А: Сюда же приходили родители мои, пришли посмотреть, что это такое. Папе очень понравилось это место.

М: Поможет нам печку складывать…

А: Кстати, может быть. Не уверена, но, может, что-то подскажет.

Чем зарабатывает художник на жизнь в условиях Томска и как зарабатываете вы?

А: Я уволилась со всех работ!

М: А я наоборот ищу все работы. Если у вас есть работа — звоните 8-800-Мите-нужны-деньги. Нам дали гонорар за выставку на Сибкабеле.
То есть выставки тоже приносят какой-то доход?

М: Когда это выставки на заводах по полгода… ну, бывает, всяко бывает. За работу художническую можно получать деньги.

А: Я недавно делала иллюстрации, например.

К чему иллюстрации?

А: Для статей.

В какой-то журнал?

А: Для нового проекта Гёте-института.

М: Гёте-институт собирает какое-то новое медиа.
Каков уровень развития искусства в Томске сейчас?

А: Седьмой вид (смеётся). Или как это называется?

М: Мне кажется, что «развитие искусства» — это вторая сторона словосочетания «дегенеративное искусство». Что-то люди делают. Это вопрос к археологам будущего, скорее, чем к нам.

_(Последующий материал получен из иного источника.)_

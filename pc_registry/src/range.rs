use pc_common::version::ProtocolVersion;
use std::fmt;

/// An inclusive range of protocol versions. `min` is always less than or
/// equal to `max`.
///
/// This is not `Ord`, as `Ord::min` and `Ord::max` would shadow the getters
/// below on by-value receivers.
#[derive(Debug, Clone, Copy, PartialEq, Eq, Hash)]
pub struct VersionRange {
  min: u32,
  max: u32,
}

impl VersionRange {
  /// Creates a new range. Returns `None` if `min > max`.
  pub const fn new(min: u32, max: u32) -> Option<Self> {
    if min <= max {
      Some(VersionRange { min, max })
    } else {
      None
    }
  }
  /// A range containing a single protocol.
  pub const fn single(ver: u32) -> Self { VersionRange { min: ver, max: ver } }

  pub const fn min(&self) -> u32 { self.min }
  pub const fn max(&self) -> u32 { self.max }

  /// Returns true if `ver` is within this range. Both ends are inclusive.
  pub const fn contains(&self, ver: u32) -> bool { self.min <= ver && ver <= self.max }
  /// Returns true if any protocol is within both ranges.
  pub const fn overlaps(&self, other: &VersionRange) -> bool {
    self.min <= other.max && other.min <= self.max
  }
  /// Returns the smallest range containing both `self` and `other`.
  pub fn union(&self, other: &VersionRange) -> VersionRange {
    VersionRange { min: self.min.min(other.min), max: self.max.max(other.max) }
  }

  /// The number of protocols in this range. This is a `u64`, as `0..=u32::MAX`
  /// has one more element than a `u32` can hold.
  pub fn len(&self) -> u64 { u64::from(self.max) - u64::from(self.min) + 1 }
}

impl fmt::Display for VersionRange {
  /// Writes `755..=774`, or `755 (1.17)..=774 (1.21.11)` with `{:#}`.
  fn fmt(&self, f: &mut fmt::Formatter) -> fmt::Result {
    if f.alternate() {
      fmt_named(self.min, f)?;
      write!(f, "..=")?;
      fmt_named(self.max, f)
    } else {
      write!(f, "{}..={}", self.min, self.max)
    }
  }
}

fn fmt_named(ver: u32, f: &mut fmt::Formatter) -> fmt::Result {
  match ProtocolVersion::from(ver) {
    ProtocolVersion::Invalid => write!(f, "{ver}"),
    named => write!(f, "{ver} ({named})"),
  }
}

#[cfg(test)]
mod tests {
  use super::*;
  use pretty_assertions::assert_eq;

  #[test]
  fn inclusive() {
    let r = VersionRange::new(755, 764).unwrap();
    assert!(!r.contains(754));
    assert!(r.contains(755));
    assert!(r.contains(764));
    assert!(!r.contains(765));
    assert_eq!(r.len(), 10);

    assert!(VersionRange::single(3).contains(3));
    assert_eq!(VersionRange::new(0, u32::MAX).unwrap().len(), 1 << 32);
  }

  #[test]
  fn bounds() {
    let r = VersionRange::new(755, 764).unwrap();
    let (min, max) = (r.min(), r.max());
    assert_eq!(min, 755);
    assert_eq!(max, 764);
    assert_eq!(u64::from(r.max()) + 1, 765);
  }

  #[test]
  fn inverted() {
    assert_eq!(VersionRange::new(765, 764), None);
    assert!(VersionRange::new(765, 765).is_some());
  }

  #[test]
  fn overlaps() {
    let a = VersionRange::new(755, 764).unwrap();
    let b = VersionRange::new(765, 774).unwrap();
    let c = VersionRange::new(760, 770).unwrap();
    assert!(!a.overlaps(&b));
    assert!(a.overlaps(&c));
    assert!(c.overlaps(&b));
    assert!(a.overlaps(&a));
    assert_eq!(a.union(&b), VersionRange::new(755, 774).unwrap());
  }

  #[test]
  fn display() {
    let r = VersionRange::new(755, 800).unwrap();
    assert_eq!(r.to_string(), "755..=800");
    assert_eq!(format!("{r:#}"), "755 (1.17)..=800");
  }
}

А: Ну есть же люди, которые что-то делают?

М: Ну да, и что?

А: Ну и всё, значит, есть искусство.

М: Есть уровень.

Ну и какой этот уровень?

А: Хороший, томский…


Томскую самоорганизацию «Арс-котельная» хотят выгнать из помещения из-за давления на собственника со стороны представителей власти. Сейчас можно подписать открытое письмо.

Это интервью у томских художников взял приятель Сизифа больше двух лет назад. Оно лежало в архиве среди многих других, до которых ещё не успели добраться. К тому же оно не совсем соответствует формату издания. Но узнав из новостей, что художников выгоняют из помещения, мы решили опубликовать интервью в поддержку «Арс-котельная».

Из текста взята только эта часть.